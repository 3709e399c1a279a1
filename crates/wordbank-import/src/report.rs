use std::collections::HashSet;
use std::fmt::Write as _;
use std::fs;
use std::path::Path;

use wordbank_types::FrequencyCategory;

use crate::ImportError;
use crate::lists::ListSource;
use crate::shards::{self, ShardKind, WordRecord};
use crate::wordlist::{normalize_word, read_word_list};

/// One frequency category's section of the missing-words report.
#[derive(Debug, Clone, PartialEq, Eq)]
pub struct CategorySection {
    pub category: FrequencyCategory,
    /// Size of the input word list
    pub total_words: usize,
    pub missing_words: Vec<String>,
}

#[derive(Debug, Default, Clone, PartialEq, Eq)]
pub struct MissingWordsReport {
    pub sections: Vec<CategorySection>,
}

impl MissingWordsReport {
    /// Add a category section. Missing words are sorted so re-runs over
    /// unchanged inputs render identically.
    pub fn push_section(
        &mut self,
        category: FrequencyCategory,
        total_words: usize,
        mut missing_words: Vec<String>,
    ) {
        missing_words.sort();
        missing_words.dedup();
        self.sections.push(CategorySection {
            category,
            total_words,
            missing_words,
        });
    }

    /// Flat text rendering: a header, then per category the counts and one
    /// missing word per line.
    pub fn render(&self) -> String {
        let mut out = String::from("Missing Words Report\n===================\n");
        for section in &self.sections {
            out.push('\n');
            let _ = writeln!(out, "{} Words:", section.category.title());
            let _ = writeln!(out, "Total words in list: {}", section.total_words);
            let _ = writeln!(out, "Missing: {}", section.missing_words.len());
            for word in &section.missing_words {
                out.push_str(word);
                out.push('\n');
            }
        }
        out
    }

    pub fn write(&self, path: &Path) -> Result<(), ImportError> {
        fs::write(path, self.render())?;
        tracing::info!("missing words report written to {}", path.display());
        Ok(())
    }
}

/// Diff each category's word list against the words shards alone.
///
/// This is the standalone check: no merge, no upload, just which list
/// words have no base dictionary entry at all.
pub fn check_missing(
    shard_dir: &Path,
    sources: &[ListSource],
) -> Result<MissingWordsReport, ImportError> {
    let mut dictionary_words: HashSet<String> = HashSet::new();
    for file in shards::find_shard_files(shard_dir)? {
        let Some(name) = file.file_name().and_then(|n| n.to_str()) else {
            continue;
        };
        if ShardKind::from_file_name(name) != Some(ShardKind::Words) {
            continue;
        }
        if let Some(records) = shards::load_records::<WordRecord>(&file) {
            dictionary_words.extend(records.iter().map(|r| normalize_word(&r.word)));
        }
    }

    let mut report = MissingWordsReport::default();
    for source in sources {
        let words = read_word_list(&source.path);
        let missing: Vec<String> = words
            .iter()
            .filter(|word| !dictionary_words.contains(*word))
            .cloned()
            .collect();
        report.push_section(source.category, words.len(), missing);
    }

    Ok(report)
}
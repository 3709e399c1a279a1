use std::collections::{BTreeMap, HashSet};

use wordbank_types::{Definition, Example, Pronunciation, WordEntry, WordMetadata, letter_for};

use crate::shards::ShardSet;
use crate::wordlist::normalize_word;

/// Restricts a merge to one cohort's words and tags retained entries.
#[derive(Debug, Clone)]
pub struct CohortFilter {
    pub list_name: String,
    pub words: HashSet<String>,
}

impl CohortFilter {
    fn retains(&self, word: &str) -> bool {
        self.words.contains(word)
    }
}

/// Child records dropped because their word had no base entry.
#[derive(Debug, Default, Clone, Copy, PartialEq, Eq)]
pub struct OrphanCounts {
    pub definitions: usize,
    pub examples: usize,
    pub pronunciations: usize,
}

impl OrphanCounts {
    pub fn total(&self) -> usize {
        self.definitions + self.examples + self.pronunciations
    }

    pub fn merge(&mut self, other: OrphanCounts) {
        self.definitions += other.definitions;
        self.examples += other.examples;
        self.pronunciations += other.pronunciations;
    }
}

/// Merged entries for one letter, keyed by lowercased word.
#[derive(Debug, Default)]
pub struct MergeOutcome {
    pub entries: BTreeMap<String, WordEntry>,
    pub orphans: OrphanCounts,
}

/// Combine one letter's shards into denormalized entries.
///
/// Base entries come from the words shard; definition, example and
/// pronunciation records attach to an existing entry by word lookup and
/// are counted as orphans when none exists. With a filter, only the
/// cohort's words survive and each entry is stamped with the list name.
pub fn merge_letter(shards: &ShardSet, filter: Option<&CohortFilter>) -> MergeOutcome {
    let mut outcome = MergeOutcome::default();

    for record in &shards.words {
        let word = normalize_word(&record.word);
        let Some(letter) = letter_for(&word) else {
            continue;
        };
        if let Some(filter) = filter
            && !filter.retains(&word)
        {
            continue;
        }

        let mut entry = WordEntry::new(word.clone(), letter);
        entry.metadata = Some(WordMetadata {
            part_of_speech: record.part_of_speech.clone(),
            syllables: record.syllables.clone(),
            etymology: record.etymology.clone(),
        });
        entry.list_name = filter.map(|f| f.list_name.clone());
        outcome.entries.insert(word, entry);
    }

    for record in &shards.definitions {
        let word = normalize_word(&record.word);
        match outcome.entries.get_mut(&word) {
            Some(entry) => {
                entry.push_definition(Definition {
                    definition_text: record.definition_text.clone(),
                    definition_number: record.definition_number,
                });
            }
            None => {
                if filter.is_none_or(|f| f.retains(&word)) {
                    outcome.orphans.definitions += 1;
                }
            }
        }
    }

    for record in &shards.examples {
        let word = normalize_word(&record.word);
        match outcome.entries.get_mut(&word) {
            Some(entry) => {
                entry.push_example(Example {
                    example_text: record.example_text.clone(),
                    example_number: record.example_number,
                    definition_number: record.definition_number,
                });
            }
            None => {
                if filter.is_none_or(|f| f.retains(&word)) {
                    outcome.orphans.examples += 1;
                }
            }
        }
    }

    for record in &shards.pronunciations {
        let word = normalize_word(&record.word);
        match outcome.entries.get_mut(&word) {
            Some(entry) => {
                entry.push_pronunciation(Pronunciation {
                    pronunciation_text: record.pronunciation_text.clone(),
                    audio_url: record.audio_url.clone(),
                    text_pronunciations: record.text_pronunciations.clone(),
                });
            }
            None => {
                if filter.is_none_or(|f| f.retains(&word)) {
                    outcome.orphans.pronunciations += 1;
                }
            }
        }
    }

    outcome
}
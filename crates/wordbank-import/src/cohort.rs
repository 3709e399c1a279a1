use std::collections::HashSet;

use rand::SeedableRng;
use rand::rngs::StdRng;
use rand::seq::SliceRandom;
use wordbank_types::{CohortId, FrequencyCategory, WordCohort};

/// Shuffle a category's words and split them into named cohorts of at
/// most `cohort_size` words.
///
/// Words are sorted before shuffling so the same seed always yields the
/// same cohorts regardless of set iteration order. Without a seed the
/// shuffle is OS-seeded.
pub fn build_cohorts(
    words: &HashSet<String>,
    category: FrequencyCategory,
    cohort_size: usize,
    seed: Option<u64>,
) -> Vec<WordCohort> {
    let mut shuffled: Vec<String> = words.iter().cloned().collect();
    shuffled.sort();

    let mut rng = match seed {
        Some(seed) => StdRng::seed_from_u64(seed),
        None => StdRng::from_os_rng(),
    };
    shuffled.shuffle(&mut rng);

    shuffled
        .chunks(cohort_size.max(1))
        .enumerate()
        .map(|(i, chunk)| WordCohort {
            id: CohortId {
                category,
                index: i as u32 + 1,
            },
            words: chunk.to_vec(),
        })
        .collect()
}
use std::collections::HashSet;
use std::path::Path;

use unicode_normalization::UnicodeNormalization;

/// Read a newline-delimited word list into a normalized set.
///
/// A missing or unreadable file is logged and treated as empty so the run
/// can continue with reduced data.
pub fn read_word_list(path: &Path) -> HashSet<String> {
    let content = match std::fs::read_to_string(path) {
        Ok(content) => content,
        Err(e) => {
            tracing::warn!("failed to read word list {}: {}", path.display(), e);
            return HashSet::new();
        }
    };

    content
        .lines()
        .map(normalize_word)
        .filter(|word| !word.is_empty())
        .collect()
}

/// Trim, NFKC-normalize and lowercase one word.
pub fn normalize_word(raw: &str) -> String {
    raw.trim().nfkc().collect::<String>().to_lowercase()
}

■ ■ ■

How to complete this task: Return all lines in the entries above that carry the word "impl".

Reply:
impl MissingWordsReport {
impl CohortFilter {
impl OrphanCounts {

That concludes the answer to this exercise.